[Items from a dataset]
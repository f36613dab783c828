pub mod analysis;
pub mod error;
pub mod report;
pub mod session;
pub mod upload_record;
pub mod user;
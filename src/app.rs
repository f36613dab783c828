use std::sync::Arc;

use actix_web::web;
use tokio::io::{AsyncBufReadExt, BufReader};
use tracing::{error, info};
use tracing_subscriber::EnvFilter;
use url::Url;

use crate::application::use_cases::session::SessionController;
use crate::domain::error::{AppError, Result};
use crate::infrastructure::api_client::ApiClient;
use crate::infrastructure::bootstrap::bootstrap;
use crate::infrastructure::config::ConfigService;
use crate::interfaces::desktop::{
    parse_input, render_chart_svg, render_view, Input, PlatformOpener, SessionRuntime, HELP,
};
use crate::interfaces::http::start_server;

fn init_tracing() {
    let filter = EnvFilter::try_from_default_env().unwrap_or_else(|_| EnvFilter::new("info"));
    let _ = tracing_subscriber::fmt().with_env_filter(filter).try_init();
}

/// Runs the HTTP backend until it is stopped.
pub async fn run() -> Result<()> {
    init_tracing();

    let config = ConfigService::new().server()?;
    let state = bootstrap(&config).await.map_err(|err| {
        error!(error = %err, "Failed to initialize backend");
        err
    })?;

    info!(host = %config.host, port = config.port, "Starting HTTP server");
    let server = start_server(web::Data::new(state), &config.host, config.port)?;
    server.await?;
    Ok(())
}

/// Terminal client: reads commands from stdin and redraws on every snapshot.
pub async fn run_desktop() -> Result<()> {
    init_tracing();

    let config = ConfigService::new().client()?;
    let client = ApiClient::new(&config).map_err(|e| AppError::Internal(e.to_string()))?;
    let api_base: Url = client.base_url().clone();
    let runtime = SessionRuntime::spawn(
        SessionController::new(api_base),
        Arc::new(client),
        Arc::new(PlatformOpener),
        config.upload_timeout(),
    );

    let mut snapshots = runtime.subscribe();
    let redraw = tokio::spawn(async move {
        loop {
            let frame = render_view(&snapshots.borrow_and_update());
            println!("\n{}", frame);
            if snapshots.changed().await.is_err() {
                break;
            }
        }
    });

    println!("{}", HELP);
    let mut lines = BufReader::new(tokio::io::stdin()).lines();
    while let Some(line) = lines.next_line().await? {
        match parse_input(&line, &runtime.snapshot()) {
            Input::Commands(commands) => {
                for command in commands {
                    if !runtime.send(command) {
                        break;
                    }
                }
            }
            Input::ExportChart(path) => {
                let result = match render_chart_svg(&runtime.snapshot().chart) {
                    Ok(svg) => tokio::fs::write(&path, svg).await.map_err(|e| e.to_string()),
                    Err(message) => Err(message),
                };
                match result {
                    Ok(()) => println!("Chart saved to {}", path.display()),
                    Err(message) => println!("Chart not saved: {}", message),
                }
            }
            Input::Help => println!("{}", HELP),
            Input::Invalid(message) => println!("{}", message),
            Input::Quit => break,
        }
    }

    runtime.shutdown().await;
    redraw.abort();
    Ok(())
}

• What you have to do: Reproduce exactly the section above that begins at the line containing "pub async fn run_desktop()" and ends at the line containing "let redraw = tokio::spawn(async", leaving out all other lines.

• Output for this exercise:
pub async fn run_desktop() -> Result<()> {
    init_tracing();

    let config = ConfigService::new().client()?;
    let client = ApiClient::new(&config).map_err(|e| AppError::Internal(e.to_string()))?;
    let api_base: Url = client.base_url().clone();
    let runtime = SessionRuntime::spawn(
        SessionController::new(api_base),
        Arc::new(client),
        Arc::new(PlatformOpener),
        config.upload_timeout(),
    );

    let mut snapshots = runtime.subscribe();
    let redraw = tokio::spawn(async move {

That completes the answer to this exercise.